В лагере у подножия вышки меня встретили холодно. Обыскали, забрали все мало-
мальски ценное, заставили снять куртку, расстелили ее у кострища и положили на нее все
мое добро.
Перед тем как идти за выдрой, я обмотал левитирующий «оникс» бинтом и привязал к
правой лодыжке под штаниной. Штаны на мне были широкие, я вообще уважаю только
свободную, мешковатую одежду, чтоб не стесняла движения. В общем, «оникс» было не
видно, и это хорошо, потому что уверен: если бы его нашли – остался бы я без «оникса».
Слишком ценный арт, Зверобой бы его забрал себе. Повязка на лодыжке – не ахти какой
тайник, потому что туда иногда пристегивают нож или кобуру с небольшим пистолетом, и
при серьезном обыске арт бы нашли. Но всерьез меня никто не обыскал, как-то не ожидают
особого хитроумно припрятанного оружия от простодушного болотного охотника. На это я и
рассчитывал.
На моей левой лодыжке была вторая повязка, и под ней – пузырек с тоником. Дневник
Травника спрятать было негде, поэтому его я просто бросил на дно рюкзака. Всякую бумагу
охотники да старатели с собой носят часто: для самокруток, на растопку или для других,
понятных целей. Решив, что дневник особого внимания не привлечет, я просто сунул его на
дно рюкзака… И действительно – шманая рюкзак, никто не обратил внимания на рваную
тетрадку. А вот кулон-ключ Миши мог вызвать нездоровый интерес и поэтому был спрятан
надежнее всего остального, в тайнике гораздо более хитром, чем повязка на ноге. Тайник
этот находился в моем ремне – кармашек с обратной стороны, с прорезью, закрытой
«молнией» и скрытой под узким кожаным клапаном. В общем, если только ремень не
отберут, за кулон можно не опасаться.
Я поймал взгляд пленницы. Она сидела все в той же позе, обхватив себя за колени,
завернувшись в плащ, и недоверчиво смотрела на меня исподлобья.

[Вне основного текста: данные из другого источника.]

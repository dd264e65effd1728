use std::sync::OnceLock;

use regex::Regex;

fn cv_number_pattern() -> &'static Regex {
    static PATTERN: OnceLock<Regex> = OnceLock::new();
    PATTERN.get_or_init(|| Regex::new(r"(?i)CV\s*(\d+)").expect("static regex is valid"))
}

/// Numeric CV identifier: the first run of digits after the `CV` prefix (case-insensitive).
pub fn cv_number(label: &str) -> Option<u64> {
    cv_number_pattern()
        .captures(label)
        .and_then(|caps| caps.get(1))
        .and_then(|m| m.as_str().parse::<u64>().ok())
}

/// Canonical id for a free-form label: `"CV 042 Age"` -> `"CV42"`, `"cv7.pdf"` -> `"CV7"`.
/// Labels without a CV number fall back to their first whitespace-separated token.
pub fn canonical_cv_id(label: &str) -> String {
    match cv_number(label) {
        Some(n) => format!("CV{n}"),
        None => label
            .split_whitespace()
            .next()
            .unwrap_or(label)
            .to_string(),
    }
}

/// Sort key putting `CV2` before `CV10`; ids without a number sort last.
pub fn cv_sort_key(cv_id: &str) -> (u64, String) {
    (cv_number(cv_id).unwrap_or(u64::MAX), cv_id.to_string())
}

– Ну? – Зверобой перебрал лежащие на моей куртке вещи. – Кто такой?
– Охотник, – сказал я. – Стасом звать.
Главарь бандитов окинул меня тяжелым, недоверчивым взглядом и, кажется, собрался
задать следующий вопрос, но его перебил Фара:
– Часто в этих местах промышляешь?
– Постоянно. Жир гоню и в поселки окрестные сдаю. То есть меняю – на еду, патроны.
На всякое. Когти еще, ну и на змея вот тоже охочусь…
– А со змеями что делают? – скривился Шутер. – Неужели едят?
– А то! Это ж тебе не выдра, почему б и не есть змея?
– На выдр, значит, охотишься, – повторил Зверобой с неопределенным выражением.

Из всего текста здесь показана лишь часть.